** Opening EXTRACTED RECORDS block **
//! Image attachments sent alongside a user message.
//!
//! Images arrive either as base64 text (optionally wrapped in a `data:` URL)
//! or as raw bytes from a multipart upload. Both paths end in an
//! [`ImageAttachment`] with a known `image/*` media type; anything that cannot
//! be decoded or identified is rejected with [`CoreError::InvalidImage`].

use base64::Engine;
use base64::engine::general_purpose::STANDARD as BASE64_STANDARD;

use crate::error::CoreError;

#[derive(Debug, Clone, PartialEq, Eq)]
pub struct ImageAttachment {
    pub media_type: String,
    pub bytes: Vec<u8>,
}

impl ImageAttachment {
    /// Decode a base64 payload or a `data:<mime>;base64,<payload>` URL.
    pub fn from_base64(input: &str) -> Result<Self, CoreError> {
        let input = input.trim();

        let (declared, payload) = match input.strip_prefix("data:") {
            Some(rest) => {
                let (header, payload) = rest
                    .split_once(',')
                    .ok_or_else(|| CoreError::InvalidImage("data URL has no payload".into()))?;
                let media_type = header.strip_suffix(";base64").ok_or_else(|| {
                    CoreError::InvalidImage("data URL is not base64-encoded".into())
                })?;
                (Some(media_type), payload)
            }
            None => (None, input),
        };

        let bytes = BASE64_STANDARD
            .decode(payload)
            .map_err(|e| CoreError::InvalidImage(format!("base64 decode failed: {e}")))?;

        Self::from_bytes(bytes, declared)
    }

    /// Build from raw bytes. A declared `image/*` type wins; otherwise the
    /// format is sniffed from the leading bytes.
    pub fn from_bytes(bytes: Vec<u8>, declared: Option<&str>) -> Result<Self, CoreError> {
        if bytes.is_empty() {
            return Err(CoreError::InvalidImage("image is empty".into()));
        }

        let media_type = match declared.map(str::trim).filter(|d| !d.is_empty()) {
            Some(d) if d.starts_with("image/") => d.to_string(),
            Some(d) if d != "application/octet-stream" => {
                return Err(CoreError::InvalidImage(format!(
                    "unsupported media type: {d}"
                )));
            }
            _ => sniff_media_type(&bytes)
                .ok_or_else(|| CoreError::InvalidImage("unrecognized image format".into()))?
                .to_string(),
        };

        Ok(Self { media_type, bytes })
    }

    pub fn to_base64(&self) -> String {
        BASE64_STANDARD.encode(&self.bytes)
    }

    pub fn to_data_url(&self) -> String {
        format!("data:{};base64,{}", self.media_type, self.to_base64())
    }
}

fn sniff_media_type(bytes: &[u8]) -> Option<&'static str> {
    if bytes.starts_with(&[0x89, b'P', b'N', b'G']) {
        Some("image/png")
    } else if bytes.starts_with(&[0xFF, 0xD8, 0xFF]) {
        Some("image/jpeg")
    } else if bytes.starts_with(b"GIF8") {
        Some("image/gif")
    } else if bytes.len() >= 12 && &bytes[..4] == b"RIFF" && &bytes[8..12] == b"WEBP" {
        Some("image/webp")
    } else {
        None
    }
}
** Closing EXTRACTED RECORDS block **
** Opening EXTRACTED RECORDS block **
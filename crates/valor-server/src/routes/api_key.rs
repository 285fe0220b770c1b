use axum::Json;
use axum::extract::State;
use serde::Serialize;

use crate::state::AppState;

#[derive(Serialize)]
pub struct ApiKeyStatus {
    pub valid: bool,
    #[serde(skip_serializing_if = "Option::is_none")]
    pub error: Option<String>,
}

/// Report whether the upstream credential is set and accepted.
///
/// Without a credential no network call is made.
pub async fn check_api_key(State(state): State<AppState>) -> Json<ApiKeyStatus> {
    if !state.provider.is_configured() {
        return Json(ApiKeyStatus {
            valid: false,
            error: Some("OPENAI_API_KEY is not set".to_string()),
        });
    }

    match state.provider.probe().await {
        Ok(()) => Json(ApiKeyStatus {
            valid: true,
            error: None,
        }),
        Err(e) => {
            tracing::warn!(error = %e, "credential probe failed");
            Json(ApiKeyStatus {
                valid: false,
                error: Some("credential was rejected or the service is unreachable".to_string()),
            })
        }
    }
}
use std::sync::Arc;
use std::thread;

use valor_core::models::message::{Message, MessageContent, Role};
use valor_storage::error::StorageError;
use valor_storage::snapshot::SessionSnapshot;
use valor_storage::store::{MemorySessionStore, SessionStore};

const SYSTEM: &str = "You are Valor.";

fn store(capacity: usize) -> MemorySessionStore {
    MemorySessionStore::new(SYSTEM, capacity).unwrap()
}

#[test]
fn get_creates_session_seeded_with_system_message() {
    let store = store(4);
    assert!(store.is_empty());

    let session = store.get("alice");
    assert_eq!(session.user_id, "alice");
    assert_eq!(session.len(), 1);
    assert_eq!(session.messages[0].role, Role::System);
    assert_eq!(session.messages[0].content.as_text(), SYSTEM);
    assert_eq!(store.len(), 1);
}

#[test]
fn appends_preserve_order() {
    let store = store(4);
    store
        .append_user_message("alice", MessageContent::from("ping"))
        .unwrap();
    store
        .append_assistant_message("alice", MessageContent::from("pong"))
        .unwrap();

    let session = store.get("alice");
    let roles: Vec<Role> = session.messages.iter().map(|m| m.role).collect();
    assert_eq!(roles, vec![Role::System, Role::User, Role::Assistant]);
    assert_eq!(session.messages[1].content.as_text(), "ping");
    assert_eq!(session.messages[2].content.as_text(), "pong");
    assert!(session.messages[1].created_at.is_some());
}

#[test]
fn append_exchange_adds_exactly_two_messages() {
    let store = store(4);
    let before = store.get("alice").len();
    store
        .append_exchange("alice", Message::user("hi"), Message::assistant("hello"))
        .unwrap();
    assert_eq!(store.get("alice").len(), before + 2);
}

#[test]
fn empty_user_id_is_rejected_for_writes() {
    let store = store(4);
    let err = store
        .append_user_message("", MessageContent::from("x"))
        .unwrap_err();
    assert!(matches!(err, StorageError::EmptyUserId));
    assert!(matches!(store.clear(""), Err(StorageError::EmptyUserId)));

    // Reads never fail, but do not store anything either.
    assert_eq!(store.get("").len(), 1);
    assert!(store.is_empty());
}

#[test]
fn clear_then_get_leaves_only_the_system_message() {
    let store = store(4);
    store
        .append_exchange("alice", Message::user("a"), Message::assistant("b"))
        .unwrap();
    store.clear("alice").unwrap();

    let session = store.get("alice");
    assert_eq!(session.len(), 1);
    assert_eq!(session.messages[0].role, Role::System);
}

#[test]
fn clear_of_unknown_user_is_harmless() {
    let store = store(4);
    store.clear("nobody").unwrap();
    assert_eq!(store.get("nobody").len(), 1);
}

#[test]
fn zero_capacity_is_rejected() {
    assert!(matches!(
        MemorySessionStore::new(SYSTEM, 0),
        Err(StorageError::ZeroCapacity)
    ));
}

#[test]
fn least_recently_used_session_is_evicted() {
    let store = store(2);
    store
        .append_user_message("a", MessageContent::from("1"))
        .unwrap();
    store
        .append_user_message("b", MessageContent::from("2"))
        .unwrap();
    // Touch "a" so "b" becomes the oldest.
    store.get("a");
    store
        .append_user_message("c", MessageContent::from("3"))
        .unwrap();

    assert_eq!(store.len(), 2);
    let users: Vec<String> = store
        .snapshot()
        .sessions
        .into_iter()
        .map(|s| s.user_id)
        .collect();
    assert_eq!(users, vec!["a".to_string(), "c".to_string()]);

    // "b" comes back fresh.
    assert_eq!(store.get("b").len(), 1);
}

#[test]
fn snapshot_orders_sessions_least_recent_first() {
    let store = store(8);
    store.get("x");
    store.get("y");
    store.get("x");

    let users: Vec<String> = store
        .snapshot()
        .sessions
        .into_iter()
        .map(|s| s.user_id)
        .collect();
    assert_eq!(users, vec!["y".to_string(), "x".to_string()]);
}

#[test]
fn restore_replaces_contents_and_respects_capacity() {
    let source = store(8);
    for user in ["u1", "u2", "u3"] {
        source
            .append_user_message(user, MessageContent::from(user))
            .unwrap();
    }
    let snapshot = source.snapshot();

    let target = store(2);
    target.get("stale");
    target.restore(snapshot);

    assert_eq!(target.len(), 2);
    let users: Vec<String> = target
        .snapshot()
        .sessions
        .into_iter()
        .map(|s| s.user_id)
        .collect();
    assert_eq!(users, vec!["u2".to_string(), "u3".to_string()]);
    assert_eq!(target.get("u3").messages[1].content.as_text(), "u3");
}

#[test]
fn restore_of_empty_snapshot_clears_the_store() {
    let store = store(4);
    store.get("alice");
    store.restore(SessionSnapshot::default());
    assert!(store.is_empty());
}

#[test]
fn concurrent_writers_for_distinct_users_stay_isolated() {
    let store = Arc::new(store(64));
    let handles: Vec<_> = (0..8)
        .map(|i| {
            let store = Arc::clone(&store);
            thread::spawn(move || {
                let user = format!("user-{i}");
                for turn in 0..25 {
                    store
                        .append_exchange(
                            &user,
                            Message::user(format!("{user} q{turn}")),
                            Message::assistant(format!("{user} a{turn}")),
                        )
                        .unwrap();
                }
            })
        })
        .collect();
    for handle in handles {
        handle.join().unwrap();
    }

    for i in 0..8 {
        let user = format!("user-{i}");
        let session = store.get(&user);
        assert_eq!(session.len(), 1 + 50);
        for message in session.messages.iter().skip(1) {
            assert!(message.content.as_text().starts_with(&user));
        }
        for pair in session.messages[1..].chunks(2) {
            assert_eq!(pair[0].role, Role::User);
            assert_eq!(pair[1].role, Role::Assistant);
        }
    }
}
** Closing EXTRACTED RECORDS block **
- WORK TASK:
Your answer should consist of the lines from the line with "a user message." to the line with "anything that cannot" above, repeated exactly, both ends included.

- OUTPUT BELOW:
//! Image attachments sent alongside a user message.
//!
//! Images arrive either as base64 text (optionally wrapped in a `data:` URL)
//! or as raw bytes from a multipart upload. Both paths end in an
//! [`ImageAttachment`] with a known `image/*` media type; anything that cannot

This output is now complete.